Stack- and stream-based simulation on a static grid

These html pages are based on the PhD thesis "Cluster-Based Parallelization of Simulations on Dynamically Adaptive Grids and Dynamic Resource Management" by Martin Schreiber.
There is also more information and a PDF version available.

[next] [prev] [prev-tail] [tail] [up]

4.5 Stack- and stream-based simulation on a static grid

We continue with a concrete description on how we execute a stack- and stream-based simulation on a static grid. Due to the static grid, we assume the grid structure already stored in the structure stream.

4.5.1 Required stacks and streams

In order to run a simulation for solving the hyperbolic equations with our stack-based communication system, we continue determining further buffer requirements. We introduce different stack types:

Communication stacks S_lr: Two stacks are required for communication patterns via edges or vertices due to stack operations distinguishing between the left and right side of the SFC.
Buffer stack S_t: This stack is used for semi-persistent data, e.g. to store edge communication data during the forward traversal and fetch it from the buffer to perform the time step integration.
Traversal persistent stacks S_fb: Two stacks are used for forward and backward traversal direction fetching data from one stack and pushing it to the other stack.

Then, the basic stack for grid storage, usable for a pure grid traversal without any computations, is given by


Stack S	Description of purpose	Classification


S_fb^structure	Grid representation	persistent

Depending on the simulation requirements, additional stacks are used. For a simulation with a DG method on a static grid and flux computations requiring an edge-based communication, this leads to the following additional stacks:


Stack S	Description of purpose	Classification


S_fb^simCellData	Storage for cell data (e.g. DoF)	persistent

S_lr^simEdgeComm	Edge data communicated to adjacent cells	semi-persistent

S_t^{simEdgeBuffer}	Buffer for data exchange via edges	semi-persistent

The buffer S_t^{simEdgeBuffer} is required to buffer the communication data during the forward traversal. This data from adjacent cells is then fetched during the backward traversal.

4.5.2 DG simulation with stacks and streams

With our knowledge on the basics of a hyperbolic simulation, we are going to assemble a simulation with the stack- and stream-based approach introduced in the previous Sections.

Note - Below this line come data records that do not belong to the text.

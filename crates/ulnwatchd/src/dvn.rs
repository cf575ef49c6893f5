//! DVN directory
//!
//! Keeps a display-name row for every verifier address referenced by any
//! resolved configuration. Names come from the bundled catalog when
//! known; a newer name replaces an older one.

use crate::context::HandlerContext;
use crate::handlers::HandlerError;
use tracing::debug;
use ulnwatch_core::entities::DvnMetadata;
use ulnwatch_core::ids::{is_zero_address, ChainId};

/// Ensure a metadata row exists for every given address. Zero addresses
/// are skipped; addresses arrive canonical from the resolver.
pub async fn ensure_dvn_metadata<'a>(
    ctx: &HandlerContext,
    chain_id: ChainId,
    addresses: impl Iterator<Item = &'a String>,
) -> Result<(), HandlerError> {
    for address in addresses {
        if is_zero_address(address) {
            continue;
        }
        let key = format!("{chain_id}_{address}");
        let name = ctx
            .catalog
            .dvn_name(chain_id, address)
            .unwrap_or(address.as_str())
            .to_string();

        match ctx.get_dvn_metadata(&key).await? {
            Some(existing) if existing.name == name => {}
            Some(mut existing) => {
                debug!(
                    chain_id,
                    address = %address,
                    old = %existing.name,
                    new = %name,
                    "updating DVN display name"
                );
                existing.name = name;
                ctx.put_dvn_metadata(&existing).await?;
            }
            None => {
                ctx.put_dvn_metadata(&DvnMetadata {
                    id: key,
                    chain_id,
                    address: address.clone(),
                    name,
                })
                .await?;
            }
        }
    }
    Ok(())
}
//! Handler context
//!
//! What a handler sees while processing one event: the entity store (all
//! reads and writes are async and may suspend), the tracked-library
//! registry, the immutable catalog, and the preload flag of the dry-pass
//! phase. The merge resolver itself never touches this.

use crate::catalog::ChainCatalog;
use crate::storage::{Storage, StorageError};
use std::sync::Arc;
use ulnwatch_core::classifier::LibraryRegistry;
use ulnwatch_core::entities::*;
use ulnwatch_core::ids::{ChainId, OAppId};

/// Shared per-run context handed to every handler.
pub struct HandlerContext {
    storage: Arc<Storage>,
    pub registry: LibraryRegistry,
    pub catalog: Arc<ChainCatalog>,
    /// Dry-pass phase: handlers must return without side effects.
    pub preload: bool,
}

impl HandlerContext {
    pub fn new(
        storage: Arc<Storage>,
        registry: LibraryRegistry,
        catalog: Arc<ChainCatalog>,
    ) -> Self {
        Self {
            storage,
            registry,
            catalog,
            preload: false,
        }
    }

    pub fn with_preload(mut self, preload: bool) -> Self {
        self.preload = preload;
        self
    }

    /// Direct store access for consistency checks and tests.
    pub fn storage(&self) -> &Storage {
        &self.storage
    }

    pub async fn get_default_library(
        &self,
        key: &str,
    ) -> Result<Option<DefaultReceiveLibrary>, StorageError> {
        self.storage.get_default_library(key)
    }

    pub async fn put_default_library(
        &self,
        row: &DefaultReceiveLibrary,
    ) -> Result<(), StorageError> {
        self.storage.put_default_library(row)
    }

    pub async fn get_default_uln_config(
        &self,
        key: &str,
    ) -> Result<Option<DefaultUlnConfig>, StorageError> {
        self.storage.get_default_uln_config(key)
    }

    pub async fn put_default_uln_config(
        &self,
        row: &DefaultUlnConfig,
    ) -> Result<(), StorageError> {
        self.storage.put_default_uln_config(row)
    }

    pub async fn get_oapp_library(
        &self,
        key: &str,
    ) -> Result<Option<OAppReceiveLibrary>, StorageError> {
        self.storage.get_oapp_library(key)
    }

    pub async fn put_oapp_library(&self, row: &OAppReceiveLibrary) -> Result<(), StorageError> {
        self.storage.put_oapp_library(row)
    }

    pub async fn get_oapp_uln_config(
        &self,
        key: &str,
    ) -> Result<Option<OAppUlnConfig>, StorageError> {
        self.storage.get_oapp_uln_config(key)
    }

    pub async fn put_oapp_uln_config(&self, row: &OAppUlnConfig) -> Result<(), StorageError> {
        self.storage.put_oapp_uln_config(row)
    }

    pub async fn get_oapp_peer(&self, key: &str) -> Result<Option<OAppPeer>, StorageError> {
        self.storage.get_oapp_peer(key)
    }

    pub async fn put_oapp_peer(&self, row: &OAppPeer) -> Result<(), StorageError> {
        self.storage.put_oapp_peer(row)
    }

    pub async fn put_oapp_rate_limiter(
        &self,
        row: &OAppRateLimiter,
    ) -> Result<(), StorageError> {
        self.storage.put_oapp_rate_limiter(row)
    }

    pub async fn put_oapp_rate_limit(&self, row: &OAppRateLimit) -> Result<(), StorageError> {
        self.storage.put_oapp_rate_limit(row)
    }

    pub async fn get_security_config(
        &self,
        key: &str,
    ) -> Result<Option<OAppSecurityConfig>, StorageError> {
        self.storage.get_security_config(key)
    }

    pub async fn put_security_config(
        &self,
        row: &OAppSecurityConfig,
    ) -> Result<(), StorageError> {
        self.storage.put_security_config(row)
    }

    pub async fn security_configs_for_chain(
        &self,
        chain_id: ChainId,
    ) -> Result<Vec<OAppSecurityConfig>, StorageError> {
        self.storage.security_configs_for_chain(chain_id)
    }

    pub async fn has_packet(&self, key: &str) -> Result<bool, StorageError> {
        self.storage.has_packet(key)
    }

    pub async fn put_packet(&self, row: &PacketDelivered) -> Result<(), StorageError> {
        self.storage.put_packet(row)
    }

    pub async fn get_route_stats(
        &self,
        key: &str,
    ) -> Result<Option<OAppRouteStats>, StorageError> {
        self.storage.get_route_stats(key)
    }

    pub async fn put_route_stats(&self, row: &OAppRouteStats) -> Result<(), StorageError> {
        self.storage.put_route_stats(row)
    }

    pub async fn get_dvn_metadata(&self, key: &str) -> Result<Option<DvnMetadata>, StorageError> {
        self.storage.get_dvn_metadata(key)
    }

    pub async fn put_dvn_metadata(&self, row: &DvnMetadata) -> Result<(), StorageError> {
        self.storage.put_dvn_metadata(row)
    }

    /// Append-only version write; replay of an existing key is a no-op.
    pub async fn append_version(&self, record: &VersionRecord) -> Result<bool, StorageError> {
        self.storage.append_version(record)
    }

    pub async fn get_oapp_stats(&self, key: &str) -> Result<Option<OAppStats>, StorageError> {
        self.storage.get_oapp_stats(key)
    }

    pub async fn put_oapp_stats(&self, row: &OAppStats) -> Result<(), StorageError> {
        self.storage.put_oapp_stats(row)
    }

    /// Fetch the stats row for an application, creating the zeroed parent
    /// row when it does not exist yet.
    pub async fn get_or_create_oapp_stats(
        &self,
        oapp: &OAppId,
    ) -> Result<OAppStats, StorageError> {
        let key = oapp.to_string();
        if let Some(row) = self.storage.get_oapp_stats(&key)? {
            return Ok(row);
        }
        let row = OAppStats::zeroed(key, oapp.chain_id, oapp.address.clone());
        self.storage.put_oapp_stats(&row)?;
        Ok(row)
    }
}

For flux computations, we do not follow the approach of splitting the flux computations as suggested in [BBSV10] which basically avoids computing the flux based on the DoF on each cell’s edge. Such an approach is not applicable with the Rusanov flux solvers from Section 2.10 as well as many other solvers.

A single time step is then computed with the following algorithmic pattern using a forward and backward traversal.

Forward traversal:

(a)

Storing flux paramters: For each cell traversed along the SFC, we distinguish between edge types (see Section 4.3.2).

new: For edge types new, the DoF on an edge required for the flux evaluation are first computed (see Section 2.7) and then communicated to the cell adjacent to the edge. Due to the stack-based communication, each edge of type new is followed by a corresponding traversal of the cell adjacent to the edge.
old: For each edge type old, the previously written flux parameters are read from the communication stacks and pushed to the semi-persistent stack S_t^{simEdgeBuffer}, directly followed by a push of the cell-local edge coefficients. This operation converts non-persistent data to semi-persistent data.
boundary: In case of a boundary condition, the parameters for the flux computation are reconstructed based on the selected type of boundary condition (see Section 2.11) and are, together with the corresponding DoF of the local edge, pushed to the S_t^{simEdgeBuffer}.

Additionally to the flux parameters, the inner cell radius is also transfered for computing the CFL condition (see Section 2.13) to allow a time step size computation which depends on the inner cell radius of each cell.

Traversal-intermediate processing:

(b): Compute fluxes: After storing the cell size as well as all flux DoF consecutively on the simEdgeBuffer stack, the fluxes are evaluated and the flux updates written to the same buffer storage (see Section 2.10).
(c): Compute time-step size: Based on the flux computations, the maximum time-step size is directly derived from the CFL condition, the maximum wave speed and the cell size (see Section 2.13). The cell size, in addition to the flux parameters, has also been stored to the edge buffer stack.

Backward traversal:

(d): Receive flux updates (Section 2.7): During the backward traversal, for each edge type new, the pair of flux-updates on the shared edge is read from the buffer. The flux update associated to the currently traversed cell is then used for the time stepping and the other flux update is pushed to the communication stacks to be processed by the adjacent cell.
Flux updates for edges of type old have previously been pushed to the corresponding left or right edge communication stack and are read from the respective stack.
(e): Advance the time step on the data stored at each cell (Section 2.14): The flux-updates for each edge of a cell are available either via the edge buffer for edges of type new or via the stack system for edges of type old. Thus the cell can be advanced in time based on the flux updates and the computed time-step size.

An alternative approach for flux computations presented in the traversal-intermediate processing is computing the flux updates during the first forward traversal before pushing the flux parameters to the edge buffer (see [SBB12] for an implementation). This avoids the mid-processing and, thus, also additional bandwidth requirements; However, it does not yield the optimization of vectorized flux evaluation for finite volume simulations (see Section 4.10.4) and hence was not considered in this work.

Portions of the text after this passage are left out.